Chapter 23
Drew
I didn’t sleep.
We’d beaten St. Louis 3–1. They came hard, heavy on the forecheck, but we answered early and never let them dictate pace.
Miguel read them like he’d studied their breathing.
Glove, blocker, pad, chest—he absorbed everything St. Louis threw at him, every rebound dying against his gear.
Goalies “standing on their head,” that’s what people call it when a netminder steals you a game.
I’d said those words for years, but last night, I felt them.
He was… beautiful out there. Not pretty.
Beautiful. Balanced, calm, economy of movement, shoulders set, eyes locked in.
He moved like music—nothing wasted, nothing panicked.
We went into the third up 2–1. They threw everything at him—players blocking his sightlines, rebounds, chaos—but he didn’t flinch.
When the horn blew and the scoreboard read 3–1, the building shook, the crowd erupted.
Gloves and sticks scattered, the boys thundering toward the bench.
Across the ice, Miguel lifted his mask, breath fogging in the cold air, and our eyes met. Just for a heartbeat.
Not long enough for anyone else to notice—at least I hoped not—but long enough for the spark that look caused to shoot up my spine.
I drove home wired and woke up empty.
Six years.
By 8:55, I was in the community center lot, palms too dry on the steering wheel. My stomach felt like I’d swallowed glass. The sun was out, the air too bright for a day like this.
Inside, the room hadn’t changed.
Same burned coffee smell. Same folding chairs in a quiet circle. Same cheap art print of a lighthouse taped crooked on the wall. Like calm could be stapled to drywall.
Marsha sat in her usual spot with that steady, grounded posture of hers. “Hi, Drew,” she said gently.
George was there—work-rough hands folded on his knees.
Sarah, shoulders small but jaw set.
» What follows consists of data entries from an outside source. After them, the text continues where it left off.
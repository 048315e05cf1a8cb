/// Procedural torus generation
use crate::error::GeometryError;
use crate::fixed;
use crate::geometry::{Edge, Mesh, Vertex, MAX_VERTICES};
use crate::trig::TrigTable;

/// Shape of the generated torus
#[derive(Debug, Clone, Copy, PartialEq, Eq)]
pub struct TorusParams {
    /// Distance from the centre to the middle of the tube
    pub major_radius: i32,
    /// Radius of the tube
    pub minor_radius: i32,
    /// Rings around the centre
    pub major_segments: u32,
    /// Vertices around each ring
    pub minor_segments: u32,
}

impl TorusParams {
    pub fn vertex_count(&self) -> usize {
        self.major_segments as usize * self.minor_segments as usize
    }

    pub fn edge_count(&self) -> usize {
        self.vertex_count() * 2
    }

    fn index(&self, i: u32, j: u32) -> u16 {
        (i * self.minor_segments + j) as u16
    }
}

impl Default for TorusParams {
    fn default() -> Self {
        Self {
            major_radius: 50,
            minor_radius: 20,
            major_segments: 16,
            minor_segments: 8,
        }
    }
}

impl Mesh {
    /// Generate a torus around the z axis.
    ///
    /// Vertex `(i, j)` sits at index `i * minor_segments + j` and owns two
    /// edges: one to the next ring and one to the next vertex on its own ring.
    /// Both wrap, so the grid has no boundary. Grids with more vertices than
    /// a `u16` edge index can address are rejected.
    pub fn torus(params: &TorusParams, trig: &TrigTable) -> Result<Self, GeometryError> {
        if params.vertex_count() > MAX_VERTICES {
            return Err(GeometryError::TooManyVertices(params.vertex_count()));
        }

        let frac = trig.frac_bits();
        let period = trig.period();
        let TorusParams {
            major_radius,
            minor_radius,
            major_segments,
            minor_segments,
        } = *params;

        let mut vertices = Vec::with_capacity(params.vertex_count());
        for i in 0..major_segments {
            let u = (i as u64 * period as u64 / major_segments as u64) as u32;
            let (sin_u, cos_u) = (trig.sin(u), trig.cos(u));
            for j in 0..minor_segments {
                let v = (j as u64 * period as u64 / minor_segments as u64) as u32;
                let (sin_v, cos_v) = (trig.sin(v), trig.cos(v));

                let ring = major_radius + fixed::mul(minor_radius, cos_v, frac);
                vertices.push(Vertex::new(
                    fixed::mul(ring, cos_u, frac),
                    fixed::mul(ring, sin_u, frac),
                    fixed::mul(minor_radius, sin_v, frac),
                ));
            }
        }

        let mut edges = Vec::with_capacity(params.edge_count());
        for i in 0..major_segments {
            for j in 0..minor_segments {
                let current = params.index(i, j);
                edges.push(Edge::new(current, params.index((i + 1) % major_segments, j)));
                edges.push(Edge::new(current, params.index(i, (j + 1) % minor_segments)));
            }
        }

        tracing::debug!(
            vertices = vertices.len(),
            edges = edges.len(),
            major_radius,
            minor_radius,
            "generated torus"
        );

        Ok(Self::from_parts(vertices, edges))
    }
}
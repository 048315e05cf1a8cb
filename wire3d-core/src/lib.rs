/// Wire3D Core Library - fixed-point wireframe rendering
///
/// This library provides the rendering core: a quantized sine table, cube and
/// torus meshes, the per-frame scale/rotate/project transform, viewport
/// clipping, Bresenham rasterization into a double-buffered indexed-color
/// framebuffer, and a frame driver that talks to a display through a small
/// port trait.

pub mod clip;
pub mod config;
pub mod display;
pub mod driver;
pub mod error;
pub mod fixed;
pub mod framebuffer;
pub mod geometry;
pub mod palette;
pub mod projection;
pub mod torus;
pub mod transform;
pub mod trig;

// Re-export commonly used types
pub use clip::{Clip, Outcode, Segment, Viewport};
pub use config::RenderConfig;
pub use display::{Buttons, DisplayPort, ScanlineSource, SimulatedDisplay};
pub use driver::{FrameDriver, FrameStats, Selection};
pub use error::{ConfigError, Error, GeometryError};
pub use framebuffer::Framebuffer;
pub use geometry::{Edge, Mesh, MeshKind, Vertex};
pub use palette::{Palette, PaletteIndex};
pub use projection::{Camera, ProjectedPoint, ProjectionMode};
pub use torus::TorusParams;
pub use transform::{AngleDeltas, AnimationState, Transform};
pub use trig::TrigTable;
Zachary, hood up, leg bouncing so hard his shoe tapped the tile.
Two new people were present: a woman with silver braids pulled back tight and eyes that scanned the exits, and a guy in his forties in a button-down that didn’t quite fit, like he’d lost weight too fast.
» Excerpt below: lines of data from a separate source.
use crossterm::event::{KeyCode, KeyEvent, KeyEventKind, KeyModifiers};
use wire3d_core::Buttons;

/// Without keyboard enhancement, terminals report presses and auto-repeats
/// but no releases, so a button counts as held for this many frames after its
/// last key event. Must outlast the OS auto-repeat delay (up to about 600 ms).
const HOLD_FRAMES: u8 = 40;

/// What a key does
#[derive(Debug, Clone, Copy, PartialEq, Eq)]
pub enum KeyAction {
    Press(Buttons),
    Quit,
}

/// map terminal keys to handheld buttons
pub fn map_key(event: &KeyEvent) -> Option<KeyAction> {
    if event.modifiers.contains(KeyModifiers::CONTROL) && event.code == KeyCode::Char('c') {
        return Some(KeyAction::Quit);
    }
    let buttons = match event.code {
        KeyCode::Char('q') | KeyCode::Esc => return Some(KeyAction::Quit),
        KeyCode::Char('a') | KeyCode::Char(' ') | KeyCode::Enter => Buttons::A,
        KeyCode::Char('b') | KeyCode::Char('c') => Buttons::B,
        KeyCode::Char('s') => Buttons::START,
        KeyCode::Tab => Buttons::SELECT,
        KeyCode::Left => Buttons::LEFT,
        KeyCode::Right => Buttons::RIGHT,
        KeyCode::Up => Buttons::UP,
        KeyCode::Down => Buttons::DOWN,
        KeyCode::Char('l') => Buttons::L,
        KeyCode::Char('r') => Buttons::R,
        _ => return None,
    };
    Some(KeyAction::Press(buttons))
}

/// Result of folding one frame's key events
#[derive(Debug, Clone, Copy, PartialEq, Eq, Default)]
pub struct InputFrame {
    pub buttons: Buttons,
    pub quit: bool,
}

/// Turns a stream of key events into per-frame button snapshots
#[derive(Debug, Default)]
pub struct KeyboardInput {
    hold: [u8; 16],
}

impl KeyboardInput {
    pub fn new() -> Self {
        Self::default()
    }

    /// Fold the events seen since the previous frame into a snapshot.
    ///
    /// Release events, when the terminal reports them, end the hold at once.
    pub fn frame<I: IntoIterator<Item = KeyEvent>>(&mut self, events: I) -> InputFrame {
        for frames in self.hold.iter_mut() {
            *frames = frames.saturating_sub(1);
        }

        let mut quit = false;
        for event in events {
            let released = event.kind == KeyEventKind::Release;
            match map_key(&event) {
                Some(KeyAction::Press(buttons)) => {
                    let frames = if released { 0 } else { HOLD_FRAMES };
                    for button in buttons.iter() {
                        self.hold[button.bits().trailing_zeros() as usize] = frames;
                    }
                }
                _ if released => {}
                Some(KeyAction::Quit) => quit = true,
                None => tracing::warn!(code = ?event.code, "unmapped key"),
            }
        }

        let buttons = self
            .hold
            .iter()
            .enumerate()
            .filter(|(_, frames)| **frames > 0)
            .fold(Buttons::empty(), |held, (bit, _)| {
                held | Buttons::from_bits_truncate(1 << bit)
            });
        InputFrame { buttons, quit }
    }
}

#[cfg(test)]
mod tests {
    use super::*;

    const NO_KEYS: [KeyEvent; 0] = [];

    fn key(code: KeyCode) -> KeyEvent {
        KeyEvent::new(code, KeyModifiers::NONE)
    }

    #[test]
    fn test_keymap() {
        assert_eq!(map_key(&key(KeyCode::Char('a'))), Some(KeyAction::Press(Buttons::A)));
        assert_eq!(map_key(&key(KeyCode::Char(' '))), Some(KeyAction::Press(Buttons::A)));
        assert_eq!(map_key(&key(KeyCode::Char('b'))), Some(KeyAction::Press(Buttons::B)));
        assert_eq!(map_key(&key(KeyCode::Up)), Some(KeyAction::Press(Buttons::UP)));
        assert_eq!(map_key(&key(KeyCode::Esc)), Some(KeyAction::Quit));
        assert_eq!(
            map_key(&KeyEvent::new(KeyCode::Char('c'), KeyModifiers::CONTROL)),
            Some(KeyAction::Quit)
        );
        assert_eq!(map_key(&key(KeyCode::Char('z'))), None);
    }

    #[test]
    fn test_press_is_held_then_released() {
        let mut input = KeyboardInput::new();
        assert_eq!(input.frame([key(KeyCode::Char('a'))]).buttons, Buttons::A);
        for _ in 1..HOLD_FRAMES {
            assert_eq!(input.frame(NO_KEYS).buttons, Buttons::A);
        }
        assert_eq!(input.frame(NO_KEYS).buttons, Buttons::empty());
    }

    #[test]
    fn test_repeats_keep_button_held() {
        let mut input = KeyboardInput::new();
        input.frame([key(KeyCode::Char('a'))]);
        for _ in 0..3 * HOLD_FRAMES {
            input.frame(NO_KEYS);
            let frame = input.frame([key(KeyCode::Char('a'))]);
            assert!(frame.buttons.contains(Buttons::A));
        }
    }

    #[test]
    fn test_release_ends_hold() {
        let mut input = KeyboardInput::new();
        assert_eq!(input.frame([key(KeyCode::Char('b'))]).buttons, Buttons::B);
        assert_eq!(input.frame(NO_KEYS).buttons, Buttons::B);

        let mut release = key(KeyCode::Char('b'));
        release.kind = KeyEventKind::Release;
        assert_eq!(input.frame([release]).buttons, Buttons::empty());

        // A lone release never presses anything
        let mut release = key(KeyCode::Char('a'));
        release.kind = KeyEventKind::Release;
        assert_eq!(input.frame([release]).buttons, Buttons::empty());
    }

    #[test]
    fn test_auto_repeat_delay_is_one_press() {
        // Press at frame 0, auto-repeat from frame 30 (500 ms) every 2 frames
        let mut input = KeyboardInput::new();
        let mut previous = Buttons::empty();
        let mut rising_edges = 0;
        for frame in 0..120 {
            let events = if frame == 0 || (frame >= 30 && frame % 2 == 0) {
                vec![key(KeyCode::Char('a'))]
            } else {
                Vec::new()
            };
            let buttons = input.frame(events).buttons;
            if buttons.pressed_since(previous).contains(Buttons::A) {
                rising_edges += 1;
            }
            assert!(buttons.contains(Buttons::A), "released at frame {frame}");
            previous = buttons;
        }
        assert_eq!(rising_edges, 1);
    }

    #[test]
    fn test_quit_and_buttons_together() {
        let mut input = KeyboardInput::new();
        let frame = input.frame([key(KeyCode::Char('b')), key(KeyCode::Char('q'))]);
        assert!(frame.quit);
        assert_eq!(frame.buttons, Buttons::B);
    }
}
“First names only,” Marsha said, gentle as ever. “Share what you can. We witness, we don’t fix.”
George started. “I’m George,” he said. “Today I caught myself talking to my Edith in the kitchen. Asked if she’d seen my glasses. They were on my head.” His mouth twitched, almost a smile, almost a sob. “I guess that’s… something.”
A thread of soft, respectful laughter moved through the room. Not at him. With him.
Marsha’s eyes softened. “That’s connection,” she said quietly. “It sneaks in on ordinary days.”
Sarah went next. “I’m Sarah. My son lived twelve days,” she said. “His clothes are still in the dresser. I can’t pack them away yet. I thought I’d be able to by now.”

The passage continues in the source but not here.